### Exercise prompt
Look below for the line containing "min_y = min_y.min(y);" and the line containing "fall-off over the"; repeat exactly those two lines and all lines between them, and nothing else.

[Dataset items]
= Beginning of Section =
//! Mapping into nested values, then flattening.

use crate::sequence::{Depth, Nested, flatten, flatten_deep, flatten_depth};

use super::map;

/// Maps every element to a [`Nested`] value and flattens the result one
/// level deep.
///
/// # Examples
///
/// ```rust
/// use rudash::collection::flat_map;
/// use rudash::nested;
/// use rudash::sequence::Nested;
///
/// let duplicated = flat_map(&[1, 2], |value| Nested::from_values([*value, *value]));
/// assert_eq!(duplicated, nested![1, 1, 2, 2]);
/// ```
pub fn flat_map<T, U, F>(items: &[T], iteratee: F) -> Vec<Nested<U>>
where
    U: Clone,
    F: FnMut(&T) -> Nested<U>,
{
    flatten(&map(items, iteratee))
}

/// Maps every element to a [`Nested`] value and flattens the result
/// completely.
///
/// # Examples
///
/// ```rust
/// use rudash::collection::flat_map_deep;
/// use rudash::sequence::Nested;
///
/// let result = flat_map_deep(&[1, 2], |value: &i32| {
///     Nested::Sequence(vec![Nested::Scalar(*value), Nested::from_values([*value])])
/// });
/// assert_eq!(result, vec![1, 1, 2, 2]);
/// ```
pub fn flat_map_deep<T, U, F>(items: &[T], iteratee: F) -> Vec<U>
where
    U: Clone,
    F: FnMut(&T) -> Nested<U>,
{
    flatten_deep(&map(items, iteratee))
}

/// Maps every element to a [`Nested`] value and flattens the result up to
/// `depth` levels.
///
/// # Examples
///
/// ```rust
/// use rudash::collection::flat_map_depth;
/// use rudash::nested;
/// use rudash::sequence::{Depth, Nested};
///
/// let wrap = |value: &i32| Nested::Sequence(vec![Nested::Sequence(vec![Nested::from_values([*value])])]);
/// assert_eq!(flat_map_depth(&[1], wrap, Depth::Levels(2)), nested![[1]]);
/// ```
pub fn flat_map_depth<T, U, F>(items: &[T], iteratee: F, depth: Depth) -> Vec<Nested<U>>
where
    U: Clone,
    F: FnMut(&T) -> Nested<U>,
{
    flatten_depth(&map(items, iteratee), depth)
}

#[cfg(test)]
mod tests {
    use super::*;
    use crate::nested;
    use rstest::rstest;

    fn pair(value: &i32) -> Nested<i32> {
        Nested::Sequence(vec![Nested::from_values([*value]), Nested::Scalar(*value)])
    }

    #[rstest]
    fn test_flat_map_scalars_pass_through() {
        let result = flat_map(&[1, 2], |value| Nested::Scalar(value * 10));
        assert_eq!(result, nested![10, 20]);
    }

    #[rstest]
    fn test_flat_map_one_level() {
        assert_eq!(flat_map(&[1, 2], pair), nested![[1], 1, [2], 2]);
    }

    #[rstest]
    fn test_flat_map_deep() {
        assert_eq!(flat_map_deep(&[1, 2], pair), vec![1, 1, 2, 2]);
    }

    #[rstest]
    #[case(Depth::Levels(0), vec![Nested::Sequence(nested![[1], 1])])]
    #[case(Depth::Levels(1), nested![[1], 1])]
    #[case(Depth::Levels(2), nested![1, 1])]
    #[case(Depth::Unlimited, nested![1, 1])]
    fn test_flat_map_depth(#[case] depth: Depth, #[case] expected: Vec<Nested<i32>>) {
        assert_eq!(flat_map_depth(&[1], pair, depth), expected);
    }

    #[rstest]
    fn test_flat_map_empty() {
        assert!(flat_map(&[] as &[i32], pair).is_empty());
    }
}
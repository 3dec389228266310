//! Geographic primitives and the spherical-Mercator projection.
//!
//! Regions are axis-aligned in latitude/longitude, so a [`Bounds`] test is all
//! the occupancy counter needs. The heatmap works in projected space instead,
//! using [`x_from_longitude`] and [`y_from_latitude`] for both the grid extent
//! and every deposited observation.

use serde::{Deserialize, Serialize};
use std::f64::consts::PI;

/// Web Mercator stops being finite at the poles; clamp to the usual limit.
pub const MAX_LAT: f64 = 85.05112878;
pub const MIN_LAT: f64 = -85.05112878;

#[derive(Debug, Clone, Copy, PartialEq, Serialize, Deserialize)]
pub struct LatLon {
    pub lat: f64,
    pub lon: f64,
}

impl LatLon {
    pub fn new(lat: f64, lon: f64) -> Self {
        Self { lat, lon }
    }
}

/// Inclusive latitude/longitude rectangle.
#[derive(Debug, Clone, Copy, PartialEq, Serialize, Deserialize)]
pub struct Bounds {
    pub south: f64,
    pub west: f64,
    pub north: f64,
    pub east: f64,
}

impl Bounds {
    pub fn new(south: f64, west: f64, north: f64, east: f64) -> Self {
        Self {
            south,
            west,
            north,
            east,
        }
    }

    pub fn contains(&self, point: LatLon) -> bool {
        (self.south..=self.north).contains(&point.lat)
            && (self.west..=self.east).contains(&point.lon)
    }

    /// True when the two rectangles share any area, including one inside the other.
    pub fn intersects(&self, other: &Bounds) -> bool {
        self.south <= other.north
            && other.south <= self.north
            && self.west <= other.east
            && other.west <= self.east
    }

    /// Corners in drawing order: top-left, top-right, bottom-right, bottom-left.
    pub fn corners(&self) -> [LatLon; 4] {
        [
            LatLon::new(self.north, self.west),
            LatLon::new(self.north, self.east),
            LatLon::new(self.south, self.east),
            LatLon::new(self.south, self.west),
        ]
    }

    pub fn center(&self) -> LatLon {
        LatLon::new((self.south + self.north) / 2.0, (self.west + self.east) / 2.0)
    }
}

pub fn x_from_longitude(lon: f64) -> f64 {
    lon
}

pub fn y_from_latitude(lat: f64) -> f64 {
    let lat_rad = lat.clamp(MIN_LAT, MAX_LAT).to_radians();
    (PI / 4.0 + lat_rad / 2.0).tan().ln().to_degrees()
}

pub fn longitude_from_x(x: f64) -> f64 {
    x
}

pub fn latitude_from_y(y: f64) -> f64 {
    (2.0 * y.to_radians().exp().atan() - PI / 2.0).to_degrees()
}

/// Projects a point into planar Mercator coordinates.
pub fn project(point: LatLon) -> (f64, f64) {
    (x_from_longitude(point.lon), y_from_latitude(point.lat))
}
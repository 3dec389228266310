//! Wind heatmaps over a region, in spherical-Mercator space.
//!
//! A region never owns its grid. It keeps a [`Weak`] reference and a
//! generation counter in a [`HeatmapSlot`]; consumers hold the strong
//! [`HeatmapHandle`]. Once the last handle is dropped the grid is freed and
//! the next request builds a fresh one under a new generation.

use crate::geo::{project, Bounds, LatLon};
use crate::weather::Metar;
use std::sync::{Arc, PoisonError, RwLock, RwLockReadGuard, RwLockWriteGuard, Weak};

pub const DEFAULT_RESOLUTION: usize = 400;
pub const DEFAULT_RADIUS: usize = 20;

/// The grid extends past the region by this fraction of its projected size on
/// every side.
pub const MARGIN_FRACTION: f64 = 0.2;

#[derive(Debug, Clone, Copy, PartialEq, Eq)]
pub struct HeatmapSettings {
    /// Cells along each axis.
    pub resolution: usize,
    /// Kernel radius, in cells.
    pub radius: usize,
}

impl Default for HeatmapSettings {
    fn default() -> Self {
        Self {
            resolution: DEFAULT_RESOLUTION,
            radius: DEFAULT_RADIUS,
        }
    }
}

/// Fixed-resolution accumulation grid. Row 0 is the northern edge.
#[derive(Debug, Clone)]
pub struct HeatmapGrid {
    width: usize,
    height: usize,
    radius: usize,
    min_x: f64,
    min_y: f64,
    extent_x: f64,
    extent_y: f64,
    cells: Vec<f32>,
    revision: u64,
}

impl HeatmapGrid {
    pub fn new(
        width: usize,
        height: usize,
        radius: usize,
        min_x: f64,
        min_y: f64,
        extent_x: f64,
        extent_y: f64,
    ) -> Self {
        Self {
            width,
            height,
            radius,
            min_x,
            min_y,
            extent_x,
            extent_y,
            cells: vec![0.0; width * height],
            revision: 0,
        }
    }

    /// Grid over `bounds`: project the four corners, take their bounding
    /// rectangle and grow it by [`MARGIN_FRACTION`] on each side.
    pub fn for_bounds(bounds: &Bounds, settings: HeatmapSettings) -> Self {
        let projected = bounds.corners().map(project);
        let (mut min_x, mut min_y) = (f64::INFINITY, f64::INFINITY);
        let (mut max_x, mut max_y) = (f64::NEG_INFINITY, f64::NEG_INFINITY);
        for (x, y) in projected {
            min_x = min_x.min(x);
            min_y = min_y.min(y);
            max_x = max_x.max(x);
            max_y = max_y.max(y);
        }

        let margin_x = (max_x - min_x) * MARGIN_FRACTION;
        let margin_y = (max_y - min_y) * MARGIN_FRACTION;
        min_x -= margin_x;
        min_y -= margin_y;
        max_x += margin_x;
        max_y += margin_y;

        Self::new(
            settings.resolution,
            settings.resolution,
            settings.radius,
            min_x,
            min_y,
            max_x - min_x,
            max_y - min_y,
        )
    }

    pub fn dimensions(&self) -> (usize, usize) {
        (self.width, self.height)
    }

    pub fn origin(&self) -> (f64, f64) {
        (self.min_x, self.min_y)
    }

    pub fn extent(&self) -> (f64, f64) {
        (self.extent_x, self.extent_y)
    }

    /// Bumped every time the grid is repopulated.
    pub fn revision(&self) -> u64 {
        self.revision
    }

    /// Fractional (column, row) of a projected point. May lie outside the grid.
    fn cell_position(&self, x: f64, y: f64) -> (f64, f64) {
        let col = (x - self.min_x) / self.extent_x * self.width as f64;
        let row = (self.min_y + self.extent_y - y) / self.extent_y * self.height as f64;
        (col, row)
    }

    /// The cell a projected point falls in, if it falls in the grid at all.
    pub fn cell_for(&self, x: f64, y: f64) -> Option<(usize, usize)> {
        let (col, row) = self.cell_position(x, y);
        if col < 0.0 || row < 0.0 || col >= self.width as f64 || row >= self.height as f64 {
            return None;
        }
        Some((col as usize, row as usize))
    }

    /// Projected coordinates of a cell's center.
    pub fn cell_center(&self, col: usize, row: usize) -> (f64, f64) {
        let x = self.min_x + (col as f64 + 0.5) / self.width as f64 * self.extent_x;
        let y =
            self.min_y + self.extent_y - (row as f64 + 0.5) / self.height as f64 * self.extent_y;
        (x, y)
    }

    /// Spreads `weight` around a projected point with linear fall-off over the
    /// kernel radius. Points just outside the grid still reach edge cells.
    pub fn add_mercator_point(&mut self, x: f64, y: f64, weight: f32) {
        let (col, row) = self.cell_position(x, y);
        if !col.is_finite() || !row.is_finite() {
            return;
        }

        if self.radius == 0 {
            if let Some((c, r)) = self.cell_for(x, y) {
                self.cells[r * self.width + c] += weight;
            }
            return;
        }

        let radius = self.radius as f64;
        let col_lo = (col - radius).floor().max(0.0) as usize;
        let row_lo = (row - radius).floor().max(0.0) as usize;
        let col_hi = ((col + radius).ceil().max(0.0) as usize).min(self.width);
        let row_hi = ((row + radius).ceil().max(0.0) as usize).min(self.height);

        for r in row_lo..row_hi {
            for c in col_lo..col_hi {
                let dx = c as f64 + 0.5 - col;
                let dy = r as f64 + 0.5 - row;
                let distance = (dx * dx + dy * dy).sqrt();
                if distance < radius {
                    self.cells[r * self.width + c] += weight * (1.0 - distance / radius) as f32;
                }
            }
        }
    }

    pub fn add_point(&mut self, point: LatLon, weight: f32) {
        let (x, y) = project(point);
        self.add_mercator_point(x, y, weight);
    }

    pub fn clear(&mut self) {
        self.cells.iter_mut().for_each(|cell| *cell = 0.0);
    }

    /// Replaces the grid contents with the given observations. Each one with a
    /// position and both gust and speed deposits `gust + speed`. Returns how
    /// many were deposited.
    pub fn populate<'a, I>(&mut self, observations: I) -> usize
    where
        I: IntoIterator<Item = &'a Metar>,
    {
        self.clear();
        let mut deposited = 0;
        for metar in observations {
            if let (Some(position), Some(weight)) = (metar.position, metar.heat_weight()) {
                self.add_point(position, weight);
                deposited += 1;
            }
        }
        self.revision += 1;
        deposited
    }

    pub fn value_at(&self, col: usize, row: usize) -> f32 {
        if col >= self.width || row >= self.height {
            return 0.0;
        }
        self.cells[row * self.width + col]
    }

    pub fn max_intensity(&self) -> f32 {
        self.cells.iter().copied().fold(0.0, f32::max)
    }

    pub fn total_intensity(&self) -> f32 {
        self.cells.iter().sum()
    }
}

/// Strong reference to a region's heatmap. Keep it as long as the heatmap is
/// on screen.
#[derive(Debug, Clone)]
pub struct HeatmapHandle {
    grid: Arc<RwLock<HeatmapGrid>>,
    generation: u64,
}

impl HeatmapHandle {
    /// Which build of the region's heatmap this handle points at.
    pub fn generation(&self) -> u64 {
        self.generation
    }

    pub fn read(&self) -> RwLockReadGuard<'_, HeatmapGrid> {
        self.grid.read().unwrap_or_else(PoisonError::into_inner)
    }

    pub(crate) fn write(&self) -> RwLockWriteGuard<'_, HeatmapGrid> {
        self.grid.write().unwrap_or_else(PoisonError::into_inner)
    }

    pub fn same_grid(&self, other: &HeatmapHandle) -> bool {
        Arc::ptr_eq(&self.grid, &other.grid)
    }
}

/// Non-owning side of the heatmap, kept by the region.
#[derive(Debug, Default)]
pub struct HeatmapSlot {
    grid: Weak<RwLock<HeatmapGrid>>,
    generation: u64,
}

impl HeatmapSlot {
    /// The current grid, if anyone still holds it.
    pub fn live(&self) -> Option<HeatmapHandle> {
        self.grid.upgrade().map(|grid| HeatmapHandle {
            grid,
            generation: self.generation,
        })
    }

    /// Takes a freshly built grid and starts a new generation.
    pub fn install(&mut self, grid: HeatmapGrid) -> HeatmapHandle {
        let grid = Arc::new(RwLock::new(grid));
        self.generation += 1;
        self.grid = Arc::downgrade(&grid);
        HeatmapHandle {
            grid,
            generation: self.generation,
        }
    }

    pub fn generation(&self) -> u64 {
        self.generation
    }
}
= End of Section =
= Beginning of Section =
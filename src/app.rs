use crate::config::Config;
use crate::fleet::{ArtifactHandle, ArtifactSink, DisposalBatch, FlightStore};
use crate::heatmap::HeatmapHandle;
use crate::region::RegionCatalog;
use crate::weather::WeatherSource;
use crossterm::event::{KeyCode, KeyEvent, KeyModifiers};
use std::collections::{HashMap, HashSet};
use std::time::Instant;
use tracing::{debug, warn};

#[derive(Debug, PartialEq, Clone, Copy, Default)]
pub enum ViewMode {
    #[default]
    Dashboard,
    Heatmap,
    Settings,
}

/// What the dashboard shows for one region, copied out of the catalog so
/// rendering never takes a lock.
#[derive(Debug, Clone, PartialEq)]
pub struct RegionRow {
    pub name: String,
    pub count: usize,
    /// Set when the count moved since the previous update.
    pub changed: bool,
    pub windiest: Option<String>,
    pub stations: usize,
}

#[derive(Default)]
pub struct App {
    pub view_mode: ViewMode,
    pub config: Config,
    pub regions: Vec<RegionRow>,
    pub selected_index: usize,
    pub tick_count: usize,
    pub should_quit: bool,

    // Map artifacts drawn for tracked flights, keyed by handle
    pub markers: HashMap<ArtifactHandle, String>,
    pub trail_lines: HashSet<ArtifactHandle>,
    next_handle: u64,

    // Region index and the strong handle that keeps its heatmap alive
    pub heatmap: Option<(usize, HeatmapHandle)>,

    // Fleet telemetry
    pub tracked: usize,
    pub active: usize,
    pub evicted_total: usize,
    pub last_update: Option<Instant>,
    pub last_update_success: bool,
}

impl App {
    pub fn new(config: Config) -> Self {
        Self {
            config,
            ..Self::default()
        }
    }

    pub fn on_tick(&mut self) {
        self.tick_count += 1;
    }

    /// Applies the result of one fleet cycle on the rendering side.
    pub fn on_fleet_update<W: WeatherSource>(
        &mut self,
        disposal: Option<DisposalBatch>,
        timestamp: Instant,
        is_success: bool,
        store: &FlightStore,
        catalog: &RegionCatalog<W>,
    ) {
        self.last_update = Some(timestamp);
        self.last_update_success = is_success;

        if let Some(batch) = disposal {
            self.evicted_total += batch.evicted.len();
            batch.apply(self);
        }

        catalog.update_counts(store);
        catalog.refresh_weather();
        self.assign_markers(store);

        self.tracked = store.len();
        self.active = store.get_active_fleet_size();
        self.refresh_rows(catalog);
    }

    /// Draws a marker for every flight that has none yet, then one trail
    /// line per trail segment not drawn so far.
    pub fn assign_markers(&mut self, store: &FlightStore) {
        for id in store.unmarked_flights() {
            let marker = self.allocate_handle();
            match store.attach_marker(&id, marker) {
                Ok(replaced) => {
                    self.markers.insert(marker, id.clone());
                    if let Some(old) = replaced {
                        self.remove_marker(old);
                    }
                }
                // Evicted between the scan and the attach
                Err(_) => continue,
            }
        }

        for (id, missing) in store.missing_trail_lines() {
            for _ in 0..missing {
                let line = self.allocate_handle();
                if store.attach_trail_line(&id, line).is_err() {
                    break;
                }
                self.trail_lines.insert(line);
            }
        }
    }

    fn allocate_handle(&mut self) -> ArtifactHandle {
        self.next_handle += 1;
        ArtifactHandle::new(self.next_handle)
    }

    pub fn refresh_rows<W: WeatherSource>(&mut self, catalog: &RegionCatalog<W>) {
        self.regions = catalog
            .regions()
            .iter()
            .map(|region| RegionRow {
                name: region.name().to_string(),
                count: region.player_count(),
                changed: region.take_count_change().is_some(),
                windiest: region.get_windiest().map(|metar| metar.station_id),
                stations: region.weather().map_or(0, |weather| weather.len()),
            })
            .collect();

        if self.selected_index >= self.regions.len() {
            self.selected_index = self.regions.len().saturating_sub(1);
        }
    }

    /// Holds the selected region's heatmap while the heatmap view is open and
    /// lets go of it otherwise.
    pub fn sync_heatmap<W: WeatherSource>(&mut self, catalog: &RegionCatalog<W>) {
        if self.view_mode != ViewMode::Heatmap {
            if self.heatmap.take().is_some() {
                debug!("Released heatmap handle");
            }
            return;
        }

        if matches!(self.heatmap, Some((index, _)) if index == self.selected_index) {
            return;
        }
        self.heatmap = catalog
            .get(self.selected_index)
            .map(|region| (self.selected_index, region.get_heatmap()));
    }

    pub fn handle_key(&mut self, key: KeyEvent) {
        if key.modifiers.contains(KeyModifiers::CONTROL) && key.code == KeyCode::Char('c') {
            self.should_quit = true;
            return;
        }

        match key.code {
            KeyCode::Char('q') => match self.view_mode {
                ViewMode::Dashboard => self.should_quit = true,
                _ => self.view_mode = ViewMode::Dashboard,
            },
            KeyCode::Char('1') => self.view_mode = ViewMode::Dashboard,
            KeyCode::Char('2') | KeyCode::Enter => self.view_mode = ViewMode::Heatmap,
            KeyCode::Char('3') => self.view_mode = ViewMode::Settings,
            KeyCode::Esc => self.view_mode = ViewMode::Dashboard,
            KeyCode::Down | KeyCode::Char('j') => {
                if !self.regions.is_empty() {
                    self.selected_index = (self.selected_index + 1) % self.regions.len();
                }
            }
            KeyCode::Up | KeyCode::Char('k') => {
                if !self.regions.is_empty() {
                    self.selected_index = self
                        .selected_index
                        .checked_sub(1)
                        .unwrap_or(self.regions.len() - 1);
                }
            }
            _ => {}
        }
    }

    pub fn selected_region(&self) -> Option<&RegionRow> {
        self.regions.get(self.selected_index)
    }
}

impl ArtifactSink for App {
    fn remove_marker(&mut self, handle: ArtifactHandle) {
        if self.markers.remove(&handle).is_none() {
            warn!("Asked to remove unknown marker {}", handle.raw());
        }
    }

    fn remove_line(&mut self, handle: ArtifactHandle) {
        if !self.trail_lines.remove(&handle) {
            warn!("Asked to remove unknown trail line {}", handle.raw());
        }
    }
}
= End of Section =
= Beginning of Section =
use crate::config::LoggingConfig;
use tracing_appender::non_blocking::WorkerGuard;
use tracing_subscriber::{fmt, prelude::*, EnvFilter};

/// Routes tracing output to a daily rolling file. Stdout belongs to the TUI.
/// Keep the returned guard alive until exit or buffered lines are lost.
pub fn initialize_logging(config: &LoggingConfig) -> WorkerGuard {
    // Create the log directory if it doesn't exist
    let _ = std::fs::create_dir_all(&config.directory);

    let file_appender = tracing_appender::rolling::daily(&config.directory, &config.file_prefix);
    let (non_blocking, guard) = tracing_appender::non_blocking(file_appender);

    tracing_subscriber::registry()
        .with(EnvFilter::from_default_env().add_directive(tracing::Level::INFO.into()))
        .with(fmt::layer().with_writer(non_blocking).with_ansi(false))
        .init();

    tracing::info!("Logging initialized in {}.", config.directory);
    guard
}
= End of Section =
### Result of this exercise
            min_y = min_y.min(y);
            max_x = max_x.max(x);
            max_y = max_y.max(y);
        }

        let margin_x = (max_x - min_x) * MARGIN_FRACTION;
        let margin_y = (max_y - min_y) * MARGIN_FRACTION;
        min_x -= margin_x;
        min_y -= margin_y;
        max_x += margin_x;
        max_y += margin_y;

        Self::new(
            settings.resolution,
            settings.resolution,
            settings.radius,
            min_x,
            min_y,
            max_x - min_x,
            max_y - min_y,
        )
    }

    pub fn dimensions(&self) -> (usize, usize) {
        (self.width, self.height)
    }

    pub fn origin(&self) -> (f64, f64) {
        (self.min_x, self.min_y)
    }

    pub fn extent(&self) -> (f64, f64) {
        (self.extent_x, self.extent_y)
    }

    /// Bumped every time the grid is repopulated.
    pub fn revision(&self) -> u64 {
        self.revision
    }

    /// Fractional (column, row) of a projected point. May lie outside the grid.
    fn cell_position(&self, x: f64, y: f64) -> (f64, f64) {
        let col = (x - self.min_x) / self.extent_x * self.width as f64;
        let row = (self.min_y + self.extent_y - y) / self.extent_y * self.height as f64;
        (col, row)
    }

    /// The cell a projected point falls in, if it falls in the grid at all.
    pub fn cell_for(&self, x: f64, y: f64) -> Option<(usize, usize)> {
        let (col, row) = self.cell_position(x, y);
        if col < 0.0 || row < 0.0 || col >= self.width as f64 || row >= self.height as f64 {
            return None;
        }
        Some((col as usize, row as usize))
    }

    /// Projected coordinates of a cell's center.
    pub fn cell_center(&self, col: usize, row: usize) -> (f64, f64) {
        let x = self.min_x + (col as f64 + 0.5) / self.width as f64 * self.extent_x;
        let y =
            self.min_y + self.extent_y - (row as f64 + 0.5) / self.height as f64 * self.extent_y;
        (x, y)
    }

    /// Spreads `weight` around a projected point with linear fall-off over the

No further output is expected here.